- TASK INSTRUCTIONS -
Look through the entries that follow and return each line that has the string "LBrace".

------

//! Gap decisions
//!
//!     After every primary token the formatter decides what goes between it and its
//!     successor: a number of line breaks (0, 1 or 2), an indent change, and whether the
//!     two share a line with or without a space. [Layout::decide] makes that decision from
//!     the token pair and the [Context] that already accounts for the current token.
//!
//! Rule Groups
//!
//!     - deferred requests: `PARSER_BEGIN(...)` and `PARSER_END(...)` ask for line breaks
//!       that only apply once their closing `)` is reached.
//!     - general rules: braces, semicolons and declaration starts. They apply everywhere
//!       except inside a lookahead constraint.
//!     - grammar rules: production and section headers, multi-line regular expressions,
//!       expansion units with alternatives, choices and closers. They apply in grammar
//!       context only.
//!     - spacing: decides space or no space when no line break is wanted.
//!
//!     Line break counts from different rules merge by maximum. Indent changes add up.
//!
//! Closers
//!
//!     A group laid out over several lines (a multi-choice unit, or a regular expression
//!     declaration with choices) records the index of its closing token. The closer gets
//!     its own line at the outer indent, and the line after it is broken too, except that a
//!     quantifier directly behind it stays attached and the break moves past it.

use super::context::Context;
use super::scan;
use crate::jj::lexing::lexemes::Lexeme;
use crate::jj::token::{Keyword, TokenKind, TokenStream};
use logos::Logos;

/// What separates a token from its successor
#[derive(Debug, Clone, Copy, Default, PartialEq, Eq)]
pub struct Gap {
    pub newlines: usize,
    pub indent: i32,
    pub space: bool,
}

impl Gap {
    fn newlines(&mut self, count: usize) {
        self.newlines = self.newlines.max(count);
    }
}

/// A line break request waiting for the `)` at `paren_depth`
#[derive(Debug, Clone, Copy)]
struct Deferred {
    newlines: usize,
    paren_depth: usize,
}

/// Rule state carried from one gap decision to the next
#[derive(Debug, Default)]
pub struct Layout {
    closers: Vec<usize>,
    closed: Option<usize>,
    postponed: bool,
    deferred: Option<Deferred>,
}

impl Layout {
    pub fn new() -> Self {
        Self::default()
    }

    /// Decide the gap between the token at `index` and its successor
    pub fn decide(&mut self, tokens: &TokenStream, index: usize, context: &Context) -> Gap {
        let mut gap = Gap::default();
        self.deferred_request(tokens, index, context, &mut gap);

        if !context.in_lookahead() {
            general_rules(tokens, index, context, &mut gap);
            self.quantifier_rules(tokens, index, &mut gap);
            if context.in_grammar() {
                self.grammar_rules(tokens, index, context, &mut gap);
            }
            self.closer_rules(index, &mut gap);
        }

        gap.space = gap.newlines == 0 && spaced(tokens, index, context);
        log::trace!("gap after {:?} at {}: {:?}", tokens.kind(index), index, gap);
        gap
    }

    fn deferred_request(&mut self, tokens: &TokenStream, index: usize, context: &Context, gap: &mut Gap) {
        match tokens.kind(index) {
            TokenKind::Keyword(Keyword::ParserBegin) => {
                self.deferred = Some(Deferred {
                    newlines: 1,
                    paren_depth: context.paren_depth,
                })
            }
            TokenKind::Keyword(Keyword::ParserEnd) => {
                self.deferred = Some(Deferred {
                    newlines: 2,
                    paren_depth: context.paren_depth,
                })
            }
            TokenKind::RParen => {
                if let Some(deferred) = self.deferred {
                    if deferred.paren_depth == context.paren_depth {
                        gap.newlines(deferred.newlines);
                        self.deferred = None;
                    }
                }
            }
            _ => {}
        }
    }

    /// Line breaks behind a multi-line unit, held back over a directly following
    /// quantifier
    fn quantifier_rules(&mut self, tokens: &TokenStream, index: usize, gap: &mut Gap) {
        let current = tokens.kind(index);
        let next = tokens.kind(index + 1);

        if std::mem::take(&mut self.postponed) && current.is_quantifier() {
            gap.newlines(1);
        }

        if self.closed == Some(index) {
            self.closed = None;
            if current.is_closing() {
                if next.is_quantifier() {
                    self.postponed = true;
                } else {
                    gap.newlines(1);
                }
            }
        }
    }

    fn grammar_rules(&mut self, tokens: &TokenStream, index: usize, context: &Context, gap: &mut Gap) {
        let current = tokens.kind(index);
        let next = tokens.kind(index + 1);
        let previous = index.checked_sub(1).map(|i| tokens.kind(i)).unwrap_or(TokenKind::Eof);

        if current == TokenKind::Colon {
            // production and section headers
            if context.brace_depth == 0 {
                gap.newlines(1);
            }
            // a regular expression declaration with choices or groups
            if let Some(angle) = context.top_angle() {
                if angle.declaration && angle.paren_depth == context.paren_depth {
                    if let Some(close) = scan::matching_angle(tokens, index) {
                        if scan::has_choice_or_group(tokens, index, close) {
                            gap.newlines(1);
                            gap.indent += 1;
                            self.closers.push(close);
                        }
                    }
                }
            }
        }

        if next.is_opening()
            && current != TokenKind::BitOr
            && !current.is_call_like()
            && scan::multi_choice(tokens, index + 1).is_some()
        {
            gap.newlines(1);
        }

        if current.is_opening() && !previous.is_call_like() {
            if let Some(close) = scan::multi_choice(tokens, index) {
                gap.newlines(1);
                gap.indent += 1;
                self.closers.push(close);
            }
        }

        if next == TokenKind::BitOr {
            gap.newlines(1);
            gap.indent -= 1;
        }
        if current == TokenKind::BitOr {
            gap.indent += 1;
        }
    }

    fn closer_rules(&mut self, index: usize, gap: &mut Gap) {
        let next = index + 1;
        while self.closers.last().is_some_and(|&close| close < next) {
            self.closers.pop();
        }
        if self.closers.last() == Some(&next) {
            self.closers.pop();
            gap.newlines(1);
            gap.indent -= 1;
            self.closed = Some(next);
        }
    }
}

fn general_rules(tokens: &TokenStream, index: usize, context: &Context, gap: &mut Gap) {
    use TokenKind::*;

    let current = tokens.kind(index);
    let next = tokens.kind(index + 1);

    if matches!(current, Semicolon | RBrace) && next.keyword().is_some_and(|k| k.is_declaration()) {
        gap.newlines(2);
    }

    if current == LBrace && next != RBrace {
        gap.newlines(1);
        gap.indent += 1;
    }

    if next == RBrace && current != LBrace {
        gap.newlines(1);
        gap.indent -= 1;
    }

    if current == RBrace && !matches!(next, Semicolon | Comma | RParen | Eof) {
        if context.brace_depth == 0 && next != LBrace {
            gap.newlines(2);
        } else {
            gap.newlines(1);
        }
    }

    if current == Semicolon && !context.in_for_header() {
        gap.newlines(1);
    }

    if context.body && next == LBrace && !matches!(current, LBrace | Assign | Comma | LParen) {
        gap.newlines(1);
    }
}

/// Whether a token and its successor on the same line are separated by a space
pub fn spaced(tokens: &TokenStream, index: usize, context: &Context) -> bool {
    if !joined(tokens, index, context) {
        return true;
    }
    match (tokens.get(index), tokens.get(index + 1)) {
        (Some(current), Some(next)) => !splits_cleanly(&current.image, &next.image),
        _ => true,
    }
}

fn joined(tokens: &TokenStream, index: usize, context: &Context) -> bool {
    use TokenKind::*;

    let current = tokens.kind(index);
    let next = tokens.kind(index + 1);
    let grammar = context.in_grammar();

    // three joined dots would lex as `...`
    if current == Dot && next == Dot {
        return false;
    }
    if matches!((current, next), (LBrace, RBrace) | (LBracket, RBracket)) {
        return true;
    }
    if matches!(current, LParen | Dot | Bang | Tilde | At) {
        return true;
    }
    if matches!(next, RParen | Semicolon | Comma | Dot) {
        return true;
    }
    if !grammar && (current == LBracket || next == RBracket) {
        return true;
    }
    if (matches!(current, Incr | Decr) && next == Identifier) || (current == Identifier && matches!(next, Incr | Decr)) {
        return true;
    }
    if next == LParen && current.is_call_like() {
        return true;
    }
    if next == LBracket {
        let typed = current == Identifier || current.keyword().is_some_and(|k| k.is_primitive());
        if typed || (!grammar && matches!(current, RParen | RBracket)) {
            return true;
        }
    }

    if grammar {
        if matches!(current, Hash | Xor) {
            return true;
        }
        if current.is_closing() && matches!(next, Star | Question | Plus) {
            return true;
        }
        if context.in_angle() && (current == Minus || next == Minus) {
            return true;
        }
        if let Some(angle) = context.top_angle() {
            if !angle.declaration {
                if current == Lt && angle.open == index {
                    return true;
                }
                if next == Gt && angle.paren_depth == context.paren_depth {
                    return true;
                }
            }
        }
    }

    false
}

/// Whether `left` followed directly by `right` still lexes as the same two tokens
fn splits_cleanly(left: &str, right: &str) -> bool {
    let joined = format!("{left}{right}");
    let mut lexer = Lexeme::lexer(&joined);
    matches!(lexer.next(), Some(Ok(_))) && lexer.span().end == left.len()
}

------

- SOLUTION TO THIS PROBLEM -
    if current == LBrace && next != RBrace {
    if next == RBrace && current != LBrace {
        if context.brace_depth == 0 && next != LBrace {
    if context.body && next == LBrace && !matches!(current, LBrace | Assign | Comma | LParen) {
    if matches!((current, next), (LBrace, RBrace) | (LBracket, RBracket)) {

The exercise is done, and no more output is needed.